Educational outcomes: These data were obtained from school records and local education authorities. Subjective indicators were obtained from student and teacher surveys and focused on perceptions of educational quality, student engagement, and the impact of technology and teacher quality on learning.
Once the data were collected, they were analysed through a series of statistical analyses to test hypotheses and explore the relationship between technology access, teacher-student ratios, and educational outcomes. The analyses first involved descriptive statistics, which were used to summarise key characteristics of the sample, including differences in technology access, teacher-student ratios, and educational outcomes between urban and rural schools. Descriptive statistics were also used to identify patterns in the data, such as the frequency of technology use in classrooms and average class sizes across districts.
Next, inferential statistics were used to test the research hypotheses. The underlying structure of the data was examined by employing confirmatory factor analysis (CFA) and validating the measurement models for technology acquisition, teacher-student ratios, and educational outcomes. CFA was particularly helpful in ensuring that the measured constructs were consistent with the theoretical framework of the study. The results of CFA were used to refine the measurement scales to ensure that the constructs of interest were accurately captured.

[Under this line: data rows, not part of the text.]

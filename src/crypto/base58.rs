//! Base58 and Base58Check text encoding

use thiserror::Error;

use super::hash::double_sha256;

const ALPHABET: &[u8; 58] = b"123456789ABCDEFGHJKLMNPQRSTUVWXYZabcdefghijkmnopqrstuvwxyz";

const CHECKSUM_LEN: usize = 4;

/// Base58 decoding errors
#[derive(Error, Debug, Clone, PartialEq, Eq)]
pub enum Base58Error {
    #[error("Invalid Base58 character {character:?} at position {position}")]
    InvalidCharacter { character: char, position: usize },
    #[error("Base58Check checksum mismatch")]
    ChecksumMismatch,
    #[error("Base58Check payload too short: {0} bytes")]
    InvalidLength(usize),
}

/// Base58-encode arbitrary bytes; each leading zero byte becomes a `1`
pub fn encode(data: &[u8]) -> String {
    let zeros = data.iter().take_while(|&&b| b == 0).count();

    // Base-58 digits, least significant first
    let mut digits: Vec<u8> = Vec::with_capacity(data.len() * 138 / 100 + 1);
    for &byte in &data[zeros..] {
        let mut carry = byte as u32;
        for digit in digits.iter_mut() {
            carry += (*digit as u32) << 8;
            *digit = (carry % 58) as u8;
            carry /= 58;
        }
        while carry > 0 {
            digits.push((carry % 58) as u8);
            carry /= 58;
        }
    }

    let mut out = String::with_capacity(zeros + digits.len());
    out.extend(std::iter::repeat('1').take(zeros));
    out.extend(digits.iter().rev().map(|&d| ALPHABET[d as usize] as char));
    out
}

fn digit_value(c: char) -> Option<u32> {
    ALPHABET
        .iter()
        .position(|&a| a as char == c)
        .map(|index| index as u32)
}

/// Decode a Base58 string
pub fn decode(s: &str) -> Result<Vec<u8>, Base58Error> {
    let ones = s.chars().take_while(|&c| c == '1').count();

    // Base-256 bytes, least significant first
    let mut bytes: Vec<u8> = Vec::with_capacity(s.len());
    for (position, character) in s.chars().enumerate().skip(ones) {
        let mut carry = digit_value(character).ok_or(Base58Error::InvalidCharacter {
            character,
            position,
        })?;
        for byte in bytes.iter_mut() {
            carry += (*byte as u32) * 58;
            *byte = (carry & 0xff) as u8;
            carry >>= 8;
        }
        while carry > 0 {
            bytes.push((carry & 0xff) as u8);
            carry >>= 8;
        }
    }

    let mut out = vec![0u8; ones];
    out.extend(bytes.iter().rev());
    Ok(out)
}

fn checksum(data: &[u8]) -> [u8; CHECKSUM_LEN] {
    let hash = double_sha256(data);
    [hash[0], hash[1], hash[2], hash[3]]
}

/// Base58-encode a complete address payload: version, hash, checksum
pub fn encode_address_payload(payload: &[u8; 25]) -> String {
    encode(payload)
}

/// Append the 4-byte double-SHA-256 checksum and Base58-encode
pub fn encode_check(data: &[u8]) -> String {
    let mut payload = Vec::with_capacity(data.len() + CHECKSUM_LEN);
    payload.extend_from_slice(data);
    payload.extend_from_slice(&checksum(data));
    encode(&payload)
}

/// Decode and strip the checksum, returning the checked bytes
pub fn decode_check(s: &str) -> Result<Vec<u8>, Base58Error> {
    let mut data = decode(s)?;
    if data.len() < CHECKSUM_LEN + 1 {
        return Err(Base58Error::InvalidLength(data.len()));
    }
    let split = data.len() - CHECKSUM_LEN;
    if data[split..] != checksum(&data[..split]) {
        return Err(Base58Error::ChecksumMismatch);
    }
    data.truncate(split);
    Ok(data)
}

Correlation analysis was then performed to examine the relationships between technology access, teacher-student ratios, and educational outcomes. This analysis helps to identify whether higher levels of technology access and lower teacher-student ratios are associated with better educational outcomes in both urban and rural schools. Hypothesis testing was conducted using regression models to explore the causal relationships between these variables. These tests allowed for an examination of whether technology access and teacher-student ratios significantly predict differences in educational outcomes, while controlling for other variables such as school type, geographic location, and socioeconomic factors.
Results
Confirmatory factor analysis (CFA) was conducted to validate the measurement models for the key constructs in this study (technology access, teacher-student ratio, and educational outcomes). CFA is particularly well suited to test the validity of constructs and to ensure that the items used to measure these variables are consistent with the theoretical framework. In this study, the three main constructs were measured using a series of survey items, and CFA was used to assess whether these items adequately represented the underlying variables.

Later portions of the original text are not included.